Params

Params are how Airflow provides runtime configuration to tasks. When you trigger a DAG manually, you can modify its Params before the dagrun starts. If the user-supplied values don’t pass validation, Airflow shows a warning instead of creating the dagrun. (For scheduled runs, the default values are used.)

Adding Params to a DAG

To add Params to a DAG, initialize it with the params kwarg. Use a dictionary that maps Param names to a either a Param or an object indicating the parameter’s default value.

from airflow import DAG
from airflow.models.param import Param

with DAG(
    "the_dag",
    params={
        "x": Param(5, type="integer", minimum=3),
        "y": 6
    },
) as the_dag:

Referencing Params in a Task

Params are stored as params in the template context. So you can reference them in a template.

PythonOperator(
    task_id="from_template",
    op_args=[
        "{{ params.int_param + 10 }}",
    ],
    python_callable=(
        lambda x: print(x)
    ),
)

Even though Params can use a variety of types, the default behavior of templates is to provide your task with a string. You can change this by setting render_template_as_native_obj=True while initializing the DAG.

with DAG(
    "the_dag",
    params={"x": Param(5, type="integer", minimum=3)},
    render_template_as_native_obj=True
) as the_dag:

This way, the Param’s type is respected when its provided to your task.

# prints <class 'str'> by default
# prints <class 'int'> if render_template_as_native_obj=True
PythonOperator(
    task_id="template_type",
    op_args=[
        "{{ params.int_param }}",
    ],
    python_callable=(
        lambda x: print(type(x))
    ),
)

Another way to access your param is via a task’s context kwarg.

def print_x(**context):
    print(context["params"]["x"])

PythonOperator(
    task_id="print_x",
    python_callable=print_it,
)

Task-level Params

You can also add Params to individual tasks.

PythonOperator(
    task_id="print_x",
    params={"x": 10},
    python_callable=print_it,
)

If there’s already a dag param with that name, the task-level default will take precedence over the dag-level default.

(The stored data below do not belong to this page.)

//! Normalization of heterogeneous failures into one displayable error model.
//!
//! Two total functions live here:
//!
//! - failure → [`ErrorModel`], via `From<&WalletError>` for the typed failures
//!   raised inside the SDK and [`ErrorModel::from_error`] for anything else
//! - [`ErrorModel`] → message, via [`ErrorModel::display_message`]
//!
//! Both are pure and never panic; they run on the path that renders errors to
//! the user.
//!
//! # Mapping precedence
//!
//! 1. A [`WalletError`] maps to its integration's category, keeping any
//!    message the provider or backend supplied. Transport faults inside it
//!    (timeout, unknown host, I/O) map to the matching connection category and
//!    undecodable responses to [`ErrorModel::Serialization`].
//! 2. A bare [`BackendError`] or [`std::io::Error`] maps to a connection
//!    category.
//! 3. A [`serde_json::Error`] maps to [`ErrorModel::Serialization`].
//! 4. Anything else maps to [`ErrorModel::Unknown`].

use std::fmt;

use crate::error::{BackendError, Integration, Stage, WalletError};
use crate::proto::PaymentMethod;

/// The underlying cause wrapped by an [`ErrorModel`] category.
///
/// `message` is user-facing text supplied by a backend or provider and is
/// preferred by [`ErrorModel::display_message`]. `detail` is diagnostic text
/// (transport errors, parser output) that is never shown to the user.
#[derive(Debug, Clone, Default, PartialEq, Eq)]
pub struct Cause {
    /// Step of the attempt that failed.
    pub stage: Option<Stage>,
    /// Machine-readable code from the backend or provider.
    pub code: Option<String>,
    /// User-facing message from the backend or provider.
    pub message: Option<String>,
    /// Diagnostic detail.
    pub detail: Option<String>,
}

impl Cause {
    /// Creates an empty cause.
    #[must_use]
    pub fn new() -> Self {
        Self::default()
    }

    /// Sets the stage.
    #[must_use]
    pub const fn with_stage(mut self, stage: Stage) -> Self {
        self.stage = Some(stage);
        self
    }

    /// Sets the code.
    #[must_use]
    pub fn with_code(mut self, code: impl Into<String>) -> Self {
        self.code = Some(code.into());
        self
    }

    /// Sets the user-facing message.
    #[must_use]
    pub fn with_message(mut self, message: impl Into<String>) -> Self {
        self.message = Some(message.into());
        self
    }

    /// Sets the diagnostic detail.
    #[must_use]
    pub fn with_detail(mut self, detail: impl Into<String>) -> Self {
        self.detail = Some(detail.into());
        self
    }

    /// Returns the user-facing message if it is present and not blank.
    #[must_use]
    pub fn message(&self) -> Option<&str> {
        self.message.as_deref().map(str::trim).filter(|m| !m.is_empty())
    }
}

/// Closed set of error categories surfaced to the host application.
#[derive(Debug, Clone, PartialEq, Eq)]
pub enum ErrorModel {
    /// The backend did not answer in time.
    ConnectionTimeout(Cause),
    /// The backend host could not be resolved.
    UnknownHost(Cause),
    /// Any other connection failure.
    Io(Cause),
    /// A response or event could not be decoded.
    Serialization(Cause),
    /// Card tokenisation failed.
    CardTokenisation(Cause),
    /// Gift card tokenisation failed.
    GiftCardTokenisation(Cause),
    /// 3DS authentication failed or was rejected.
    ThreeDs(Cause),
    /// PayPal failed.
    PayPal(Cause),
    /// PayPal vault failed.
    PayPalVault(Cause),
    /// Google Pay failed.
    GooglePay(Cause),
    /// FlyPay failed.
    FlyPay(Cause),
    /// Afterpay failed.
    Afterpay(Cause),
    /// Click to Pay failed.
    ClickToPay(Cause),
    /// Mastercard SRC failed.
    MastercardSrc(Cause),
    /// The user cancelled the external flow.
    Cancellation(PaymentMethod),
    /// Nothing more specific applies.
    Unknown(Cause),
}

impl ErrorModel {
    /// Builds the category for an integration.
    #[must_use]
    pub const fn integration(integration: Integration, cause: Cause) -> Self {
        match integration {
            Integration::CardTokenisation => Self::CardTokenisation(cause),
            Integration::GiftCardTokenisation => Self::GiftCardTokenisation(cause),
            Integration::ThreeDs => Self::ThreeDs(cause),
            Integration::PayPal => Self::PayPal(cause),
            Integration::PayPalVault => Self::PayPalVault(cause),
            Integration::GooglePay => Self::GooglePay(cause),
            Integration::FlyPay => Self::FlyPay(cause),
            Integration::Afterpay => Self::Afterpay(cause),
            Integration::ClickToPay => Self::ClickToPay(cause),
            Integration::MastercardSrc => Self::MastercardSrc(cause),
        }
    }

    /// Maps a backend failure that happened while serving `integration`.
    ///
    /// Transport faults keep their connection category regardless of the
    /// integration. An error body in a known shape is attributed to the
    /// integration; an unparseable one is [`ErrorModel::Unknown`].
    #[must_use]
    pub fn from_backend(integration: Option<Integration>, stage: Option<Stage>, err: &BackendError) -> Self {
        let cause = Cause {
            stage,
            ..Cause::default()
        };
        match err {
            BackendError::Timeout(detail) => Self::ConnectionTimeout(cause.with_detail(detail)),
            BackendError::UnknownHost(detail) => Self::UnknownHost(cause.with_detail(detail)),
            BackendError::Io(detail) => Self::Io(cause.with_detail(detail)),
            BackendError::Serialization(detail) => Self::Serialization(cause.with_detail(detail)),
            BackendError::Api {
                status,
                envelope,
                body,
            } => {
                let Some(envelope) = envelope else {
                    return Self::Unknown(cause.with_code(status.to_string()).with_detail(body));
                };
                let cause = Cause {
                    code: Some(envelope.code().map_or_else(|| status.to_string(), str::to_owned)),
                    message: envelope.message(),
                    ..cause
                };
                match integration {
                    Some(integration) => Self::integration(integration, cause),
                    None => Self::Unknown(cause),
                }
            }
        }
    }

    /// Maps an arbitrary error, walking its source chain.
    ///
    /// The first recognized error in the chain decides the category; an
    /// entirely unrecognized chain becomes [`ErrorModel::Unknown`] wrapping the
    /// outermost error's text as detail.
    #[must_use]
    pub fn from_error(err: &(dyn std::error::Error + 'static)) -> Self {
        let chain = std::iter::successors(Some(err), |e| e.source());
        for current in chain {
            if let Some(wallet) = current.downcast_ref::<WalletError>() {
                return Self::from(wallet);
            }
            if let Some(backend) = current.downcast_ref::<BackendError>() {
                return Self::from_backend(None, None, backend);
            }
            if let Some(io) = current.downcast_ref::<std::io::Error>() {
                return Self::from_io(io);
            }
            if let Some(json) = current.downcast_ref::<serde_json::Error>() {
                return Self::Serialization(Cause::new().with_detail(json.to_string()));
            }
            if let Some(model) = current.downcast_ref::<Self>() {
                return model.clone();
            }
        }
        Self::Unknown(Cause::new().with_detail(err.to_string()))
    }

    fn from_io(err: &std::io::Error) -> Self {
        use std::io::ErrorKind;

        let cause = Cause::new().with_detail(err.to_string());
        match err.kind() {
            ErrorKind::TimedOut => Self::ConnectionTimeout(cause),
            ErrorKind::HostUnreachable | ErrorKind::AddrNotAvailable => Self::UnknownHost(cause),
            ErrorKind::InvalidData | ErrorKind::UnexpectedEof => Self::Serialization(cause),
            _ => Self::Io(cause),
        }
    }

    /// Returns the wrapped cause. [`ErrorModel::Cancellation`] has none.
    #[must_use]
    pub const fn cause(&self) -> Option<&Cause> {
        match self {
            Self::ConnectionTimeout(cause)
            | Self::UnknownHost(cause)
            | Self::Io(cause)
            | Self::Serialization(cause)
            | Self::CardTokenisation(cause)
            | Self::GiftCardTokenisation(cause)
            | Self::ThreeDs(cause)
            | Self::PayPal(cause)
            | Self::PayPalVault(cause)
            | Self::GooglePay(cause)
            | Self::FlyPay(cause)
            | Self::Afterpay(cause)
            | Self::ClickToPay(cause)
            | Self::MastercardSrc(cause)
            | Self::Unknown(cause) => Some(cause),
            Self::Cancellation(_) => None,
        }
    }

    /// Returns `true` for [`ErrorModel::Cancellation`].
    #[must_use]
    pub const fn is_cancellation(&self) -> bool {
        matches!(self, Self::Cancellation(_))
    }

    /// Returns `true` for the connection categories.
    #[must_use]
    pub const fn is_connection(&self) -> bool {
        matches!(
            self,
            Self::ConnectionTimeout(_) | Self::UnknownHost(_) | Self::Io(_)
        )
    }

    /// Returns the stable `snake_case` category code.
    #[must_use]
    pub const fn code(&self) -> &'static str {
        match self {
            Self::ConnectionTimeout(_) => "connection_timeout",
            Self::UnknownHost(_) => "unknown_host",
            Self::Io(_) => "io",
            Self::Serialization(_) => "serialization",
            Self::CardTokenisation(_) => "card_tokenisation",
            Self::GiftCardTokenisation(_) => "gift_card_tokenisation",
            Self::ThreeDs(_) => "three_ds",
            Self::PayPal(_) => "paypal",
            Self::PayPalVault(_) => "paypal_vault",
            Self::GooglePay(_) => "google_pay",
            Self::FlyPay(_) => "flypay",
            Self::Afterpay(_) => "afterpay",
            Self::ClickToPay(_) => "click_to_pay",
            Self::MastercardSrc(_) => "mastercard_src",
            Self::Cancellation(_) => "cancellation",
            Self::Unknown(_) => "unknown",
        }
    }

    /// Returns the hard-coded message used when the cause has none.
    #[must_use]
    pub const fn fallback_message(&self) -> &'static str {
        match self {
            Self::ConnectionTimeout(_) => "The connection timed out. Please try again.",
            Self::UnknownHost(_) => {
                "Unable to reach the payment service. Please check your internet connection."
            }
            Self::Io(_) => "A network error occurred. Please check your connection and try again.",
            Self::Serialization(_) => "We received an unexpected response. Please try again.",
            Self::CardTokenisation(_) => "We could not process your card details.",
            Self::GiftCardTokenisation(_) => "We could not process your gift card details.",
            Self::ThreeDs(_) => "Card authentication failed.",
            Self::PayPal(_) => "Your PayPal payment could not be completed.",
            Self::PayPalVault(_) => "We could not link your PayPal account.",
            Self::GooglePay(_) => "Your Google Pay payment could not be completed.",
            Self::FlyPay(_) => "Your FlyPay payment could not be completed.",
            Self::Afterpay(_) => "Your Afterpay payment could not be completed.",
            Self::ClickToPay(_) => "Click to Pay could not complete your checkout.",
            Self::MastercardSrc(_) => "Mastercard checkout could not be completed.",
            Self::Cancellation(_) => "The payment was cancelled.",
            Self::Unknown(_) => "Something went wrong. Please try again.",
        }
    }

    /// Returns the message to show the user. Never empty.
    ///
    /// Uses the cause's message when it has a non-blank one, otherwise the
    /// category's fallback.
    #[must_use]
    pub fn display_message(&self) -> String {
        self.cause()
            .and_then(Cause::message)
            .unwrap_or_else(|| self.fallback_message())
            .to_owned()
    }
}

impl fmt::Display for ErrorModel {
    fn fmt(&self, f: &mut fmt::Formatter<'_>) -> fmt::Result {
        f.write_str(&self.display_message())
    }
}

impl std::error::Error for ErrorModel {}

impl From<&WalletError> for ErrorModel {
    fn from(err: &WalletError) -> Self {
        match err {
            WalletError::Backend {
                integration,
                stage,
                source,
            } => Self::from_backend(Some(*integration), Some(*stage), source),
            WalletError::InvalidCallback {
                integration,
                reason,
            } => Self::integration(
                *integration,
                Cause::new().with_stage(Stage::Callback).with_detail(reason),
            ),
            WalletError::InvalidApproval {
                integration,
                reason,
            } => Self::integration(
                *integration,
                Cause::new().with_stage(Stage::Capture).with_detail(reason),
            ),
            WalletError::ExternalFlow {
                integration,
                code,
                message,
            } => Self::integration(
                *integration,
                Cause {
                    stage: Some(Stage::ExternalFlow),
                    code: code.clone(),
                    message: message.clone(),
                    detail: None,
                },
            ),
            WalletError::Cancelled { method } => Self::Cancellation(*method),
        }
    }
}

impl From<WalletError> for ErrorModel {
    fn from(err: WalletError) -> Self {
        Self::from(&err)
    }
}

If a user supplies their own value when the DAG was triggered, Airflow ignores all defaults and uses the user’s value.

JSON Schema Validation

Param makes use of json-schema <https://json-schema.org/>, so you can use the full json-schema specifications mentioned at https://json-schema.org/draft/2020-12/json-schema-validation.html to define Param objects.

with DAG(
    "my_dag",
    params={
        # a int with a default value
        "int_param": Param(10, type="integer", minimum=0, maximum=20),

        # a required param which can be of multiple types
        "dummy": Param(type=["null", "number", "string"]),

        # an enum param, must be one of three values
        "enum_param": Param("foo", enum=["foo", "bar", 42]),

        # a param which uses json-schema formatting
        "email": Param(
            default="example@example.com",
            type="string",
            format="idn-email",
            minLength=5,
            maxLength=255,
        ),
    },
) as my_dag:

Note

As of now, for security reasons, one can not use Param objects derived out of custom classes. We are planning to have a registration system for custom Param classes, just like we’ve for Operator ExtraLinks.

Disabling Runtime Param Modification

The ability to update params while triggering a DAG depends on the flag core.dag_run_conf_overrides_params. Setting this config to False will effectively turn your default params into constants.